Project coordinator: Elena Gaura, Coventry University ( [email protected])
Reinforcement learning (RL) originated almost 40 years ago but has only had marginal impact on physical-world applications, despite showing considerable promise, such as mastering the game of Go (AlphaGo), moderating output from large language models (part of ChatGPT), and Waymo’s autonomous driving. RL has the potential to resolve a key weakness in traditional optimal control approaches that oversimplify human-in-the-loop systems. RL enables sophisticated non-linear, stochastic data-driven models of human behaviour, while also allowing for that behaviour to change over time.
When RL is used successfully the results outshine by far all previous efforts.

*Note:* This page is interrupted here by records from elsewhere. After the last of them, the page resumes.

//! HTTP transport shared by the ledger clients, with 429 backoff.

use std::time::Duration;

use reqwest::{RequestBuilder, Response, StatusCode};
use serde::de::DeserializeOwned;
use tracing::{debug, warn};

use crate::error::TransportError;

/// Default request timeout in seconds.
pub const DEFAULT_TIMEOUT_SECS: u64 = 10;

/// Backoff applied when an endpoint answers `429 Too Many Requests`.
#[derive(Debug, Clone, Copy, PartialEq, Eq)]
pub struct RetryPolicy {
    pub initial_delay: Duration,
    pub max_attempts: u32,
}

impl Default for RetryPolicy {
    fn default() -> Self {
        Self {
            initial_delay: Duration::from_secs(1),
            max_attempts: 5,
        }
    }
}

impl RetryPolicy {
    /// No sleeping between attempts, for tests.
    #[must_use]
    pub const fn immediate(max_attempts: u32) -> Self {
        Self {
            initial_delay: Duration::ZERO,
            max_attempts,
        }
    }
}

#[derive(Debug, Clone)]
pub struct ThrottledClient {
    client: reqwest::Client,
    policy: RetryPolicy,
}

impl ThrottledClient {
    pub fn new(policy: RetryPolicy) -> Result<Self, TransportError> {
        let client = reqwest::Client::builder()
            .timeout(Duration::from_secs(DEFAULT_TIMEOUT_SECS))
            .build()?;
        Ok(Self { client, policy })
    }

    #[must_use]
    pub const fn inner(&self) -> &reqwest::Client {
        &self.client
    }

    #[must_use]
    pub const fn policy(&self) -> RetryPolicy {
        self.policy
    }

    /// Sends an idempotent request, sleeping with doubling delay while the
    /// endpoint throttles.
    pub async fn send(&self, request: RequestBuilder) -> Result<Response, TransportError> {
        let mut delay = self.policy.initial_delay;
        let mut attempt = 1;

        loop {
            let Some(current) = request.try_clone() else {
                return Ok(request.send().await?);
            };

            let response = current.send().await?;
            if response.status() != StatusCode::TOO_MANY_REQUESTS {
                return Ok(response);
            }

            if attempt >= self.policy.max_attempts {
                return Err(TransportError::Throttled {
                    url: response.url().to_string(),
                    attempts: attempt,
                });
            }

            warn!(
                url = %response.url(),
                attempt,
                delay_ms = u64::try_from(delay.as_millis()).unwrap_or(u64::MAX),
                "endpoint is rate limiting, backing off"
            );
            tokio::time::sleep(delay).await;
            delay = delay.saturating_mul(2);
            attempt += 1;
        }
    }

    /// Sends a one-shot submission. Throttling is reported, never retried.
    pub async fn send_once(&self, request: RequestBuilder) -> Result<Response, TransportError> {
        let response = request.send().await?;
        if response.status() == StatusCode::TOO_MANY_REQUESTS {
            return Err(TransportError::Throttled {
                url: response.url().to_string(),
                attempts: 1,
            });
        }
        Ok(response)
    }
}

/// Fails on non-2xx statuses and decodes the body as JSON.
pub async fn decode_json<T: DeserializeOwned>(response: Response) -> Result<T, TransportError> {
    let status = response.status();
    let url = response.url().to_string();
    let body = response.text().await?;

    if !status.is_success() {
        return Err(TransportError::Status {
            status: status.as_u16(),
            url,
            body,
        });
    }

    debug!(%url, bytes = body.len(), "decoding response");
    serde_json::from_str(&body).map_err(|e| TransportError::Decode(format!("{url}: {e}")))
}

Using RL for control of complex real-world physical systems, however, is challenging because policies learnt under simulation can fail catastrophically when transferred to the real world. One approach to avoid model mismatch is to perform domain randomisation but this can end up with final systems that are poorly optimised. Furthermore, the end-to-end process of bringing RL to production is complex and expensive (e.g., OpenAI Robot Hand). Both research gaps above offer a wealth of exploration opportunities leading to robust solutions for control applications in the built environment, the automotive industry, health and agriculture – all domains where humans and machines interact and that interaction needs to be optimized over many dimensions.
Topics: Reinforcement learning for real-life applications, stochastic models of human behaviour, dynamic bayesian networks, data driven system identification, closing the sim2real gap, domain randomization through residual noise models.